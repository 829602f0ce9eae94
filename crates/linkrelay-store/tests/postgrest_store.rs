//! `PostgrestStore` against a wiremock server.

use linkrelay_store::{AuthRow, KvStore, PostgrestConfig, PostgrestStore, StoreError};
use serde_json::{Value, json};
use wiremock::matchers::{header, method, path, query_param};
use wiremock::{Mock, MockServer, ResponseTemplate};

// =========================================================================
// Helpers
// =========================================================================

const TABLE_PATH: &str = "/rest/v1/auth_data";

async fn setup() -> (MockServer, PostgrestStore) {
    let server = MockServer::start().await;
    let store = PostgrestStore::new(PostgrestConfig::new(server.uri(), "secret-key")).unwrap();
    (server, store)
}

// =========================================================================
// get
// =========================================================================

#[tokio::test]
async fn test_get_sends_filters_and_auth_headers() {
    let (server, store) = setup().await;
    Mock::given(method("GET"))
        .and(path(TABLE_PATH))
        .and(query_param("select", "file_data"))
        .and(query_param("session_id", "eq.s1"))
        .and(query_param("file_name", "eq.creds_json"))
        .and(header("apikey", "secret-key"))
        .and(header("authorization", "Bearer secret-key"))
        .and(header("accept", "application/vnd.pgrst.object+json"))
        .respond_with(ResponseTemplate::new(200).set_body_json(json!({ "file_data": "{\"a\":1}" })))
        .expect(1)
        .mount(&server)
        .await;

    let data = store.get("s1", "creds_json").await.unwrap();

    assert_eq!(data.as_deref(), Some("{\"a\":1}"));
}

#[tokio::test]
async fn test_get_not_acceptable_means_no_row() {
    let (server, store) = setup().await;
    Mock::given(method("GET"))
        .and(path(TABLE_PATH))
        .respond_with(ResponseTemplate::new(406).set_body_json(json!({ "code": "PGRST116" })))
        .mount(&server)
        .await;

    assert_eq!(store.get("s1", "creds_json").await.unwrap(), None);
}

#[tokio::test]
async fn test_get_server_error_is_backend_error() {
    let (server, store) = setup().await;
    Mock::given(method("GET"))
        .and(path(TABLE_PATH))
        .respond_with(ResponseTemplate::new(503).set_body_string("down"))
        .mount(&server)
        .await;

    let err = store.get("s1", "creds_json").await.unwrap_err();

    assert!(matches!(err, StoreError::Backend { status: 503, message } if message == "down"));
}

// =========================================================================
// upsert / delete / insert
// =========================================================================

#[tokio::test]
async fn test_upsert_posts_row_with_merge_preference() {
    let (server, store) = setup().await;
    Mock::given(method("POST"))
        .and(path(TABLE_PATH))
        .and(query_param("on_conflict", "session_id,file_name"))
        .and(header("prefer", "resolution=merge-duplicates,return=minimal"))
        .respond_with(ResponseTemplate::new(201))
        .expect(1)
        .mount(&server)
        .await;

    store.upsert(AuthRow::new("s1", "creds_json", "{}")).await.unwrap();

    let requests = server.received_requests().await.unwrap();
    let body: Value = serde_json::from_slice(&requests[0].body).unwrap();
    assert_eq!(body[0]["session_id"], "s1");
    assert_eq!(body[0]["file_name"], "creds_json");
    assert_eq!(body[0]["file_data"], "{}");
    assert!(body[0]["updated_at"].is_string());
}

#[tokio::test]
async fn test_delete_session_filters_by_session_only() {
    let (server, store) = setup().await;
    Mock::given(method("DELETE"))
        .and(path(TABLE_PATH))
        .and(query_param("session_id", "eq.s1"))
        .respond_with(ResponseTemplate::new(204))
        .expect(1)
        .mount(&server)
        .await;

    store.delete_session("s1").await.unwrap();

    let requests = server.received_requests().await.unwrap();
    assert!(!requests[0].url.query().unwrap_or_default().contains("file_name"));
}

#[tokio::test]
async fn test_delete_single_row() {
    let (server, store) = setup().await;
    Mock::given(method("DELETE"))
        .and(path(TABLE_PATH))
        .and(query_param("file_name", "eq.pre-key-1_json"))
        .respond_with(ResponseTemplate::new(204))
        .expect(1)
        .mount(&server)
        .await;

    store.delete("s1", "pre-key-1_json").await.unwrap();
}

#[tokio::test]
async fn test_insert_wraps_row_in_array() {
    let (server, store) = setup().await;
    Mock::given(method("POST"))
        .and(path("/rest/v1/connection_logs"))
        .respond_with(ResponseTemplate::new(201))
        .expect(1)
        .mount(&server)
        .await;

    store
        .insert("connection_logs", &json!({ "event_type": "connected" }))
        .await
        .unwrap();

    let requests = server.received_requests().await.unwrap();
    let body: Value = serde_json::from_slice(&requests[0].body).unwrap();
    assert_eq!(body, json!([{ "event_type": "connected" }]));
}

#[test]
fn test_new_rejects_unprintable_key() {
    let result = PostgrestStore::new(PostgrestConfig::new("http://localhost", "bad\nkey"));
    assert!(matches!(result, Err(StoreError::Config(_))));
}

> [Exercise] Copy every line from the records above that contains the string "StoreError".

> [Answer space]
use linkrelay_store::{AuthRow, KvStore, PostgrestConfig, PostgrestStore, StoreError};
    assert!(matches!(err, StoreError::Backend { status: 503, message } if message == "down"));
    assert!(matches!(result, Err(StoreError::Config(_))));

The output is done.